I thought it was common practice for only one gun to have live ammunition and for the rest to have blanks so that no one technically knows who fired the shots?

It has been done that way but it's redundant, the squad format already solves that problem. The reasons we use a squad are 1.to be absolutely sure your dead and 2. no one man bears the burden of taking someone's life i.e (he was shot 9 times so whos to say who's bullet was the one that did them in).
 
If I had to pick a way, this would probably be it. Would be over pretty damn quickly. Few things are thought to be faster than having your chest cavity imploded by a well aimed 30-30 shredder. A moment of a disorientation from the impact and before you even feel the pain, your brain shuts down as all the blood drains from your carotid artery.
 
Meanwhile, he was bribing guards to bring him Costco boxes of chocolate bars and ballooning in weight. WA introduced lethal injection just to get around this, but a jury cockblocked his execution, and he ended up dying from liver disease anyway.
I vote that we overfeed criminals to death. To oversee this fine method of executing the worst humanity has to offer, I suggest Mr. Moon of Florida for such an endeavor.
 
“Dick” Harpootlian
Lmao this nigga’s name

My old platoon sergeant talked about this prior to deployment. Killing a person even under the most justifiable circumstances can eat you up inside if you let it. The good news (from a military standpoint) is most can actually do it.
I definitely can see that - but I also wonder if an enemy combatant has the added layer of it being a random person who might have a family vs some dude who may have raped and beat to death several people in the most horrific way possible.
 
I definitely can see that - but I also wonder if an enemy combatant has the added layer of it being a random person who might have a family vs some dude who may have raped and beat to death several people in the most horrific way possible.
If an enemy combatant is firing at me and I have to fire back, it's either him or me. He has every intention of killing me if I don't kill him first. During the firefight, I don't have time to think about anything but ending the threat. It's later on, after the threat has passed, and I'm sitting back at base trying to lay down for the night that the guilt can pile on.
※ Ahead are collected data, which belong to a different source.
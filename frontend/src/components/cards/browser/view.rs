use yew::html::Scope;
use yew::prelude::*;

use common::config::section_title;
use common::model::card::Card;

use crate::card_grid::CardGrid;
use crate::components::cards::dialogs::card::card_dialog;

use super::messages::Msg;
use super::state::CardBrowserComponent;

pub fn view(component: &CardBrowserComponent, ctx: &Context<CardBrowserComponent>) -> Html {
    let link = ctx.link();
    let record_type = &ctx.props().record_type;
    let (header, subheader) = match section_title(record_type.as_str()) {
        Some(title) => (title.header.to_string(), Some(title.subheader)),
        None => (record_type.label(), None),
    };

    html! {
        <section class="card-section">
            <header class="section-header">
                <h1>{ header }</h1>
                if let Some(subheader) = subheader {
                    <p class="section-subheader">{ subheader }</p>
                }
            </header>
            { build_body(component, link) }
            { card_dialog(component, link) }
        </section>
    }
}

fn build_body(component: &CardBrowserComponent, link: &Scope<CardBrowserComponent>) -> Html {
    match &component.load_result {
        None => html! { <p class="loading">{ "Loading..." }</p> },
        Some(Err(err)) => html! {
            <div id="error-message" class="form-message error">
                { format!("Error loading data: {}", err) }
            </div>
        },
        Some(Ok(())) if component.cards.is_empty() => html! {
            <p class="no-data">{ "Nothing here yet." }</p>
        },
        Some(Ok(())) => html! {
            <CardGrid>
                { for component.cards.iter().map(|card| build_card(card, link)) }
            </CardGrid>
        },
    }
}

fn build_card(card: &Card, link: &Scope<CardBrowserComponent>) -> Html {
    let onclick = {
        let id = card.id.clone();
        link.callback(move |_: MouseEvent| Msg::OpenCard(id.clone()))
    };

    html! {
        <div class="card" data-id={card.id.clone()} key={card.id.clone()} {onclick}>
            if card.has_tales {
                <div class="tale-indicator" title="Has tales">{ "📖" }</div>
            }
            <h3>{ card.title_or_untitled().to_string() }</h3>
            <p>{ card.content.clone() }</p>
            if let Some(subtopic) = card.subtopic.as_deref().filter(|s| !s.trim().is_empty()) {
                <span class="subtopic">{ subtopic.to_string() }</span>
            }
            if !card.tags().is_empty() {
                <div class="tag">
                    { for card.tags().into_iter().map(|tag| html! { <span class="tag-item">{ format!("#{}", tag) }</span> }) }
                </div>
            }
        </div>
    }
}
use uuid::Uuid;
use yew::prelude::*;

use crate::helpers::set_body_scroll_locked;

/// Full-screen modal overlay with a centred content box.
///
/// The sheet is mounted while `open` and animates in by receiving the `show`
/// class a moment after insertion. Clicking the backdrop, the ✕ button or
/// pressing Escape asks the parent to close it through `on_close`.
pub struct ModalSheet {
    pub id: String,
    node_ref: NodeRef,
    /// Whether the sheet was open at the previous render; focus is taken
    /// only when it opens so inputs inside keep theirs.
    shown: bool,
}

#[derive(Properties, PartialEq)]
pub struct Props {
    #[prop_or_default]
    pub children: Html,
    pub open: bool,
    pub on_close: Callback<()>,
    /// Widens the content box, e.g. while a form is shown below the details.
    #[prop_or_default]
    pub expanded: bool,
}

impl Component for ModalSheet {
    type Message = ();
    type Properties = Props;

    fn create(_ctx: &Context<Self>) -> Self {
        Self {
            id: format!("id-{}", Uuid::new_v4()),
            node_ref: NodeRef::default(),
            shown: false,
        }
    }

    fn view(&self, ctx: &Context<Self>) -> Html {
        let props = ctx.props();
        if !props.open {
            return html! {};
        }

        let on_backdrop = {
            let on_close = props.on_close.clone();
            Callback::from(move |e: MouseEvent| {
                if e.target() == e.current_target() {
                    on_close.emit(());
                }
            })
        };
        let on_close_button = props.on_close.reform(|_: MouseEvent| ());
        let on_keydown = {
            let on_close = props.on_close.clone();
            Callback::from(move |e: KeyboardEvent| {
                if e.key() == "Escape" {
                    on_close.emit(());
                }
            })
        };

        html! {
            <div
                class="modal-sheet"
                id={self.id.clone()}
                ref={self.node_ref.clone()}
                tabindex="-1"
                onclick={on_backdrop}
                onkeydown={on_keydown}
                style="position:fixed;top:0;left:0;width:100vw;height:100vh;background:rgba(0,0,0,0.7);z-index:9999;display:flex;align-items:center;justify-content:center;"
            >
                <div class={classes!("modal-content", props.expanded.then_some("expanded"))}>
                    <span class="modal-close" title="Close" onclick={on_close_button}>{ "✕" }</span>
                    { props.children.clone() }
                </div>
            </div>
        }
    }

    fn rendered(&mut self, ctx: &Context<Self>, _first_render: bool) {
        let open = ctx.props().open;
        set_body_scroll_locked(open);
        if open && !self.shown {
            if let Some(sheet) = self.node_ref.cast::<web_sys::HtmlElement>() {
                sheet.focus().ok();
            }
            show_sheet(self.node_ref.clone());
        }
        self.shown = open;
    }

    fn destroy(&mut self, _ctx: &Context<Self>) {
        set_body_scroll_locked(false);
    }
}

/// Adds the `show` class after a short delay so the CSS transition runs.
fn show_sheet(sheet_ref: NodeRef) {
    wasm_bindgen_futures::spawn_local(async move {
        gloo_timers::future::TimeoutFuture::new(50).await;
        if let Some(sheet) = sheet_ref.cast::<web_sys::Element>() {
            sheet.class_list().add_1("show").ok();
        }
    });
}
On the other hand, a man who did something evil in the past finally has his number drawn, and I am part of the volunteer squad to execute him. He poses no threat to me. He likely won't want to kill me at this point, and depending on how he spent his prison time may have been rehabilitated to a certain degree. None of that matters, and at this point what he did to earn the death penalty doesn't matter either. It's my job to shoot a defenseless man in the heart while he is strapped down. There is no imminent threat to distract me as I am flooded with conflicting emotions about ending a human life, and after the trigger is pulled, there is even less to distract me.

Men have collapsed under both of these flavors of death, but I imagine execution weighs more heavily on a man than defending you and your squad mate's lives.
 
Witnesses to Utah’s last firing squad execution recently recalled to NBC News the sound of rapid gunfire in the chamber and how the inmate, Ronnie Lee Gardner, appeared to flinch and move his arm after being shot. A corrections department spokeswoman said the agency offers mental health support for staff taking part in executions.
I hate shitlibs so much. Of course he's going to flinch and twitch, he's being shot! If he's still twitching, you shoot him again! It's an execution for christ sakes! As much as I hate giving credit to the communists, they had it right by doing execution via Tokarev to the back of the brain pan. If we're going to execute by gun, it should be 1911 to the back of the head. Low amount of potential fuckups and death is as close to instant as possible.